## Records for processing:
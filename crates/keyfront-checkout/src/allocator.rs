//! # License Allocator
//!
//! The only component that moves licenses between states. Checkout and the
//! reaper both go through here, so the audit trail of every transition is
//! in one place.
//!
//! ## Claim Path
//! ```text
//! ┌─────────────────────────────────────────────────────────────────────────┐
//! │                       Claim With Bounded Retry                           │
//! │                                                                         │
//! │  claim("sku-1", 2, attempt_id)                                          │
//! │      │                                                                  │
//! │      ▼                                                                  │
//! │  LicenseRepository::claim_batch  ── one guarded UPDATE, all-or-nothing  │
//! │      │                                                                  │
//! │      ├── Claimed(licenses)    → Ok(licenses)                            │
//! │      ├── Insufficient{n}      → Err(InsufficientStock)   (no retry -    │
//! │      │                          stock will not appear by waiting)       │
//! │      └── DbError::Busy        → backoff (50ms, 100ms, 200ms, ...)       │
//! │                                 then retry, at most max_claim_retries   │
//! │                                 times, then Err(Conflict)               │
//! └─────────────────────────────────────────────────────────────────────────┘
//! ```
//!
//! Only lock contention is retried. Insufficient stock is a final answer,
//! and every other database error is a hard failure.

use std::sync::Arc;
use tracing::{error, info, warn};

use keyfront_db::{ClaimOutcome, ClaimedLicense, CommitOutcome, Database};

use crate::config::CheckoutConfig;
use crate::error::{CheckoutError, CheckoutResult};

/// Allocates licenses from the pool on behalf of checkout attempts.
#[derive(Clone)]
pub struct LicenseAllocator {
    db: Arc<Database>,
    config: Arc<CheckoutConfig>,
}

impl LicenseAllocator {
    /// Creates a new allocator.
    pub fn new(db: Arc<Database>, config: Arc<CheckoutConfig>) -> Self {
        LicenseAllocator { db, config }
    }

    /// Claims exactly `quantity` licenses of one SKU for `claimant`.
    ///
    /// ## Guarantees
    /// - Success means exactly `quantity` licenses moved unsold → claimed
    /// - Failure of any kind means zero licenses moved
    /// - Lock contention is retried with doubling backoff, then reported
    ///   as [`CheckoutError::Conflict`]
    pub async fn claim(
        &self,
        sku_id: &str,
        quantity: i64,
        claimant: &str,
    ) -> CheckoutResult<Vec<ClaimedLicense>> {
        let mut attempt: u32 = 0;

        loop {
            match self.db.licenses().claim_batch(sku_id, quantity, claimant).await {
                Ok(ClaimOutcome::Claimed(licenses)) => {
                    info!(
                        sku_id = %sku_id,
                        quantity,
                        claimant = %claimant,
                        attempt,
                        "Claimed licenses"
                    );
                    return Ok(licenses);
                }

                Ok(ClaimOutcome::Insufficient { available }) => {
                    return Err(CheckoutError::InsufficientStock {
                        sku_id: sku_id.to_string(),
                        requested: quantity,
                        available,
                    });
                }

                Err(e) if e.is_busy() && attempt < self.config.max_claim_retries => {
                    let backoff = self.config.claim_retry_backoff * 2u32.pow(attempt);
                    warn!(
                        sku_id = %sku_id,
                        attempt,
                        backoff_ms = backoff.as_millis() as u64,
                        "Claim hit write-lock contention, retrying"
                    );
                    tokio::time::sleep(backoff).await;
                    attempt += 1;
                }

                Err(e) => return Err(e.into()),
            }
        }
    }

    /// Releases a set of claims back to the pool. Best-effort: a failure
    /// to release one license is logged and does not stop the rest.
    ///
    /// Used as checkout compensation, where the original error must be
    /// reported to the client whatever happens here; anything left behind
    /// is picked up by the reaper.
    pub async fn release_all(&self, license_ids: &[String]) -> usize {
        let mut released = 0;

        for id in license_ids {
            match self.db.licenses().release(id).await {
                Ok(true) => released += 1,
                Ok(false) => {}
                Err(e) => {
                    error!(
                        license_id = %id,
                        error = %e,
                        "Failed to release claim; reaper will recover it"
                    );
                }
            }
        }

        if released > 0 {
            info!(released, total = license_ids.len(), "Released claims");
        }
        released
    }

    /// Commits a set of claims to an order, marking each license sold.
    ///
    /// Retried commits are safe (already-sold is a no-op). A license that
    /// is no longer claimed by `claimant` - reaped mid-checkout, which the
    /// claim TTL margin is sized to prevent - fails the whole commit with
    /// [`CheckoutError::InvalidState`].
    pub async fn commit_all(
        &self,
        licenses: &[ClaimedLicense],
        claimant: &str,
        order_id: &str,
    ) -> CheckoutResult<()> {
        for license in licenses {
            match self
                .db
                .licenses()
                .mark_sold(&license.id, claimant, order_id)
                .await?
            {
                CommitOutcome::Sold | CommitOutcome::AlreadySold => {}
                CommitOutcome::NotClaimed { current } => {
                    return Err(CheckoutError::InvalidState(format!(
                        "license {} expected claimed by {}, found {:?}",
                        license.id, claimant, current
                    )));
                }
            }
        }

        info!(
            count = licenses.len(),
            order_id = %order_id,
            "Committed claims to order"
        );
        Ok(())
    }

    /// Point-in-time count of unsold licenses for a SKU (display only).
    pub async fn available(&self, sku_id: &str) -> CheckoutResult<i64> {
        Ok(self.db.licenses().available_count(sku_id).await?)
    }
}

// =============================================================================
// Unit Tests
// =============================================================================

--

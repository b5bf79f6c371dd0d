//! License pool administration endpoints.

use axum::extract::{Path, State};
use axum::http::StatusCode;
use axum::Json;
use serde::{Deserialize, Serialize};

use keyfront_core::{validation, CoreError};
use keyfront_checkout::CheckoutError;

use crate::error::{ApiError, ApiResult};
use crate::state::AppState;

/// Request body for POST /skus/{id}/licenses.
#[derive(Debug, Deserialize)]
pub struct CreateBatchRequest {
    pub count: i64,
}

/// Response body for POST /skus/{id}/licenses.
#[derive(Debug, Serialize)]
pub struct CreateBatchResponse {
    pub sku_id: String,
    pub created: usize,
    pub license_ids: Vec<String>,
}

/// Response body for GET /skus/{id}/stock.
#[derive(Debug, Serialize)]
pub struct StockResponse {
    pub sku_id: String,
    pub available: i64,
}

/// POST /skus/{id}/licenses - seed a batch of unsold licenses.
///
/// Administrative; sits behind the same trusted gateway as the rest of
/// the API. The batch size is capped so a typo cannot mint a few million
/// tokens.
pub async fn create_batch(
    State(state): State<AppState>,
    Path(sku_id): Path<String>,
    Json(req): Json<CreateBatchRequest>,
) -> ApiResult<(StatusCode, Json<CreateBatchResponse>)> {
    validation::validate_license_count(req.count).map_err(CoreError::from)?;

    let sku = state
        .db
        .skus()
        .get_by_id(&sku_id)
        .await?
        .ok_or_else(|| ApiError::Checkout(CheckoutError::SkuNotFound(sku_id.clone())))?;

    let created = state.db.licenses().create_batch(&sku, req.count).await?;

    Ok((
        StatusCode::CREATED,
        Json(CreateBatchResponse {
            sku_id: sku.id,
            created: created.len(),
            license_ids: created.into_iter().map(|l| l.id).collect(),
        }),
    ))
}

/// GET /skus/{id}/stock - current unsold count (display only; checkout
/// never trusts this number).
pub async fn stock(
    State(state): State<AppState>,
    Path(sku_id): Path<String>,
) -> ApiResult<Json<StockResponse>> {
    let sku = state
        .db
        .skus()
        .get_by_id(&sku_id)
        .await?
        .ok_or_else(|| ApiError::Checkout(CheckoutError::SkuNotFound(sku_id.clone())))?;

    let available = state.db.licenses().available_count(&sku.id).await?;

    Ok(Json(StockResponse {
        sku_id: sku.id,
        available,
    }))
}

## Problem details:
Every line of the listing that includes the word "match" belongs in the answer.

## Answer to this task:
            match self.db.licenses().claim_batch(sku_id, quantity, claimant).await {
            match self.db.licenses().release(id).await {
            match self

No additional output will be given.